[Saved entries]
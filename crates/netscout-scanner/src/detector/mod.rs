//! Active service detection
//!
//! Classifies open ports by sending protocol-specific payloads and reading
//! greetings. Probes are tried in priority order -- the port's most likely
//! protocol first -- and detection stops at the first match with
//! confidence at or above [`HIGH_CONFIDENCE`]. Every probe carries its own
//! 3 s timeout and is retried once on a transient socket error.
//!
//! Confidence ladder:
//! - >= 0.9: specific protocol handshake or banner match
//! - 0.7 - 0.9: recognizable pattern in a greeting
//! - 0.5 - 0.7: some response, nothing recognizable
//! - 0.3: static port-table fallback
//! - 0.0: nothing at all

mod banners;
mod db_probes;
mod http;
mod tls;

use netscout_core::{
    assess_risk, well_known_service, HttpObservation, PortResult, PortState, TlsObservation,
};
use netscout_core::services::FALLBACK_CONFIDENCE;
use std::net::IpAddr;
use std::time::Duration;
use tracing::{debug, trace};

pub use http::audit_http_response;

/// Timeout applied independently to each probe
pub const PROBE_TIMEOUT: Duration = Duration::from_secs(3);

/// Confidence at which detection stops
pub const HIGH_CONFIDENCE: f32 = 0.9;

/// What a single probe learned about a port
#[derive(Debug, Clone)]
pub(crate) struct Detection {
    pub service: String,
    pub version: Option<String>,
    pub banner: Option<Vec<u8>>,
    pub confidence: f32,
    pub tls: Option<TlsObservation>,
    pub http: Option<HttpObservation>,
}

impl Detection {
    pub(crate) fn new(service: &str, confidence: f32) -> Self {
        Self {
            service: service.to_string(),
            version: None,
            banner: None,
            confidence,
            tls: None,
            http: None,
        }
    }
}

/// The probe set, in the order candidates are attempted
#[derive(Debug, Clone, Copy, PartialEq, Eq)]
enum Probe {
    Http,
    Tls,
    Ssh,
    Ftp,
    Smtp,
    Mysql,
    Postgres,
    Redis,
    Mongo,
    /// Passive greeting read that classifies self-announcing protocols
    Greeting,
}

/// Ports whose primary probe is plaintext HTTP
const HTTP_PORTS: &[u16] = &[80, 81, 3000, 5000, 8000, 8008, 8080, 8081, 8888];

/// Ports whose primary probe is a TLS handshake
const TLS_PORTS: &[u16] = &[443, 465, 636, 993, 995, 8443, 9443];

fn probe_order(port: u16) -> Vec<Probe> {
    let primary = match port {
        p if HTTP_PORTS.contains(&p) => Probe::Http,
        p if TLS_PORTS.contains(&p) => Probe::Tls,
        22 | 2222 => Probe::Ssh,
        21 => Probe::Ftp,
        25 | 587 => Probe::Smtp,
        3306 => Probe::Mysql,
        5432 => Probe::Postgres,
        6379 => Probe::Redis,
        27017 => Probe::Mongo,
        _ => Probe::Greeting,
    };

    // After the port's own protocol, fall through the self-announcing
    // greeting read, then the two web probes that cover most of the rest.
    let mut order = vec![primary];
    for fallback in [Probe::Greeting, Probe::Http, Probe::Tls] {
        if !order.contains(&fallback) {
            order.push(fallback);
        }
    }
    order
}

/// Service detector for open ports
///
/// Cheap to construct and stateless; one instance is shared by all workers
/// of a scan.
#[derive(Debug, Clone)]
pub struct ServiceDetector {
    enhanced: bool,
    probe_timeout: Duration,
}

impl ServiceDetector {
    pub fn new(enhanced: bool) -> Self {
        Self {
            enhanced,
            probe_timeout: PROBE_TIMEOUT,
        }
    }

    /// Override the per-probe timeout (tests shrink it)
    pub fn with_probe_timeout(mut self, timeout: Duration) -> Self {
        self.probe_timeout = timeout;
        self
    }

    /// Classify an open port into a full [`PortResult`]
    ///
    /// `host` feeds TLS SNI; `rtt` is the connect round-trip observed by
    /// the prober. Detection failures downgrade to the port-table fallback
    /// rather than erroring -- the port stays open regardless.
    pub async fn detect(
        &self,
        ip: IpAddr,
        port: u16,
        host: &str,
        rtt: Duration,
    ) -> PortResult {
        let mut result = PortResult::new(port, PortState::Open).with_response_time(rtt);

        if self.enhanced {
            if let Some(detection) = self.run_probes(ip, port, host).await {
                result.service = Some(detection.service);
                result.version = detection.version;
                result.confidence = detection.confidence.clamp(0.0, 1.0);
                result.tls = detection.tls;
                result.http = detection.http;
                if let Some(raw) = detection.banner {
                    result = result.with_banner(&raw);
                }
            }
        }

        // Port-table fallback when probing is off or came up empty
        if result.service.is_none() {
            if let Some(name) = well_known_service(port) {
                result.service = Some(name.to_string());
                result.confidence = FALLBACK_CONFIDENCE;
            }
        }

        let assessment = assess_risk(port, result.service.as_deref());
        result.risk = Some(assessment.risk);
        result.cvss_score = assessment.cvss_score;
        result.vulnerabilities = assessment.vulnerabilities;
        result.recommendations = assessment.recommendations;

        result
    }

    async fn run_probes(&self, ip: IpAddr, port: u16, host: &str) -> Option<Detection> {
        let mut best: Option<Detection> = None;

        for probe in probe_order(port) {
            let attempt = self.run_probe(probe, ip, port, host).await;
            match attempt {
                Some(detection) => {
                    trace!(
                        "port {}: probe {:?} matched {} ({:.2})",
                        port,
                        probe,
                        detection.service,
                        detection.confidence
                    );
                    if detection.confidence >= HIGH_CONFIDENCE {
                        return Some(detection);
                    }
                    let better = best
                        .as_ref()
                        .map(|b| detection.confidence > b.confidence)
                        .unwrap_or(true);
                    if better {
                        best = Some(detection);
                    }
                }
                None => trace!("port {}: probe {:?} no match", port, probe),
            }
        }

        debug!(
            "port {}: detection settled at {:?}",
            port,
            best.as_ref().map(|b| (&b.service, b.confidence))
        );
        best
    }

    /// Run one probe with a single retry on transient socket error
    async fn run_probe(
        &self,
        probe: Probe,
        ip: IpAddr,
        port: u16,
        host: &str,
    ) -> Option<Detection> {
        for attempt in 0..2 {
            let outcome = match probe {
                Probe::Http => http::probe_http(ip, port, self.probe_timeout).await,
                Probe::Tls => tls::probe_tls(ip, port, host, self.probe_timeout).await,
                Probe::Ssh => banners::probe_ssh(ip, port, self.probe_timeout).await,
                Probe::Ftp => banners::probe_ftp(ip, port, self.probe_timeout).await,
                Probe::Smtp => banners::probe_smtp(ip, port, self.probe_timeout).await,
                Probe::Mysql => db_probes::probe_mysql(ip, port, self.probe_timeout).await,
                Probe::Postgres => db_probes::probe_postgres(ip, port, self.probe_timeout).await,
                Probe::Redis => db_probes::probe_redis(ip, port, self.probe_timeout).await,
                Probe::Mongo => db_probes::probe_mongodb(ip, port, self.probe_timeout).await,
                Probe::Greeting => banners::probe_greeting(ip, port, self.probe_timeout).await,
            };

            match outcome {
                Ok(detection) => return detection,
                Err(e) if attempt == 0 => {
                    trace!("port {}: probe {:?} socket error, retrying: {}", port, probe, e);
                }
                Err(e) => {
                    trace!("port {}: probe {:?} failed twice: {}", port, probe, e);
                }
            }
        }
        None
    }
}

#[cfg(test)]
mod tests {
    use super::*;
    use std::net::Ipv4Addr;
    use tokio::io::AsyncWriteExt;
    use tokio::net::TcpListener;

    async fn spawn_banner_listener(banner: &'static [u8]) -> u16 {
        let listener = TcpListener::bind("127.0.0.1:0").await.unwrap();
        let port = listener.local_addr().unwrap().port();
        tokio::spawn(async move {
            while let Ok((mut stream, _)) = listener.accept().await {
                let _ = stream.write_all(banner).await;
                // Hold the socket open briefly so the client can read
                tokio::time::sleep(Duration::from_millis(200)).await;
            }
        });
        port
    }

    fn local() -> IpAddr {
        IpAddr::V4(Ipv4Addr::LOCALHOST)
    }

    fn fast_detector() -> ServiceDetector {
        ServiceDetector::new(true).with_probe_timeout(Duration::from_millis(400))
    }

    #[test]
    fn test_probe_order_puts_port_protocol_first() {
        assert_eq!(probe_order(22)[0], Probe::Ssh);
        assert_eq!(probe_order(80)[0], Probe::Http);
        assert_eq!(probe_order(443)[0], Probe::Tls);
        assert_eq!(probe_order(6379)[0], Probe::Redis);
        assert_eq!(probe_order(49152)[0], Probe::Greeting);
    }

    #[test]
    fn test_probe_order_no_duplicates() {
        for port in [22, 80, 443, 3306, 49152] {
            let order = probe_order(port);
            let mut dedup = order.clone();
            dedup.dedup();
            assert_eq!(order.len(), dedup.len());
        }
    }

    #[tokio::test]
    async fn test_detect_ssh_banner() {
        let port = spawn_banner_listener(b"SSH-2.0-OpenSSH_8.9p1 Ubuntu\r\n").await;
        let result = fast_detector().detect(local(), port, "127.0.0.1", Duration::ZERO).await;

        assert_eq!(result.service.as_deref(), Some("ssh"));
        assert!(result.confidence >= 0.9);
        assert!(result.version.as_deref().unwrap().contains("OpenSSH_8.9"));
        assert!(result.banner.as_deref().unwrap().starts_with("SSH-2.0-"));
    }

    #[tokio::test]
    async fn test_detect_ftp_banner() {
        let port = spawn_banner_listener(b"220 ProFTPD Server ready.\r\n").await;
        let result = fast_detector().detect(local(), port, "127.0.0.1", Duration::ZERO).await;

        assert_eq!(result.service.as_deref(), Some("ftp"));
        assert!(result.confidence >= 0.85);
    }

    #[tokio::test]
    async fn test_fallback_mode_uses_port_table() {
        let detector = ServiceDetector::new(false);
        let result = detector.detect(local(), 3306, "127.0.0.1", Duration::ZERO).await;

        assert_eq!(result.service.as_deref(), Some("mysql"));
        assert_eq!(result.confidence, FALLBACK_CONFIDENCE);
        // Risk annotation still applies in fallback mode
        assert!(result.risk.is_some());
    }

    #[tokio::test]
    async fn test_fallback_unknown_port_no_service() {
        let detector = ServiceDetector::new(false);
        let result = detector.detect(local(), 49152, "127.0.0.1", Duration::ZERO).await;

        assert!(result.service.is_none());
        assert_eq!(result.confidence, 0.0);
    }

    #[tokio::test]
    async fn test_silent_listener_downgrades_to_table() {
        // Listener accepts but never speaks; probes time out, fallback wins
        let listener = TcpListener::bind("127.0.0.1:0").await.unwrap();
        let port = listener.local_addr().unwrap().port();
        tokio::spawn(async move {
            loop {
                let _ = listener.accept().await;
            }
        });

        let detector =
            ServiceDetector::new(true).with_probe_timeout(Duration::from_millis(100));
        let result = detector.detect(local(), port, "127.0.0.1", Duration::ZERO).await;

        assert_eq!(result.state, PortState::Open);
        // Ephemeral port is not in the table; nothing was learned
        assert!(result.confidence <= FALLBACK_CONFIDENCE);
    }

    #[tokio::test]
    async fn test_http_detection_through_full_detector() {
        let listener = TcpListener::bind("127.0.0.1:0").await.unwrap();
        let port = listener.local_addr().unwrap().port();
        tokio::spawn(async move {
            while let Ok((mut stream, _)) = listener.accept().await {
                use tokio::io::AsyncReadExt;
                let mut buf = [0u8; 1024];
                let _ = stream.read(&mut buf).await;
                let _ = stream
                    .write_all(
                        b"HTTP/1.1 200 OK\r\nServer: nginx/1.18.0\r\nContent-Length: 0\r\n\r\n",
                    )
                    .await;
            }
        });

        let result = fast_detector().detect(local(), port, "127.0.0.1", Duration::ZERO).await;
        assert_eq!(result.service.as_deref(), Some("http"));
        assert!(result.confidence >= 0.9);
        assert_eq!(result.version.as_deref(), Some("nginx/1.18.0"));
        let http = result.http.expect("http observation");
        assert_eq!(http.status_code, Some(200));
    }
}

§ WHAT THIS TASK INVOLVES: All that should appear in the response is the run of lines from the first line of the entries through the line containing "first match with", copied exactly.

§ YOUR SOLUTION:
filename crates/netscout-scanner/src/detector/mod.rs
//! Active service detection
//!
//! Classifies open ports by sending protocol-specific payloads and reading
//! greetings. Probes are tried in priority order -- the port's most likely
//! protocol first -- and detection stops at the first match with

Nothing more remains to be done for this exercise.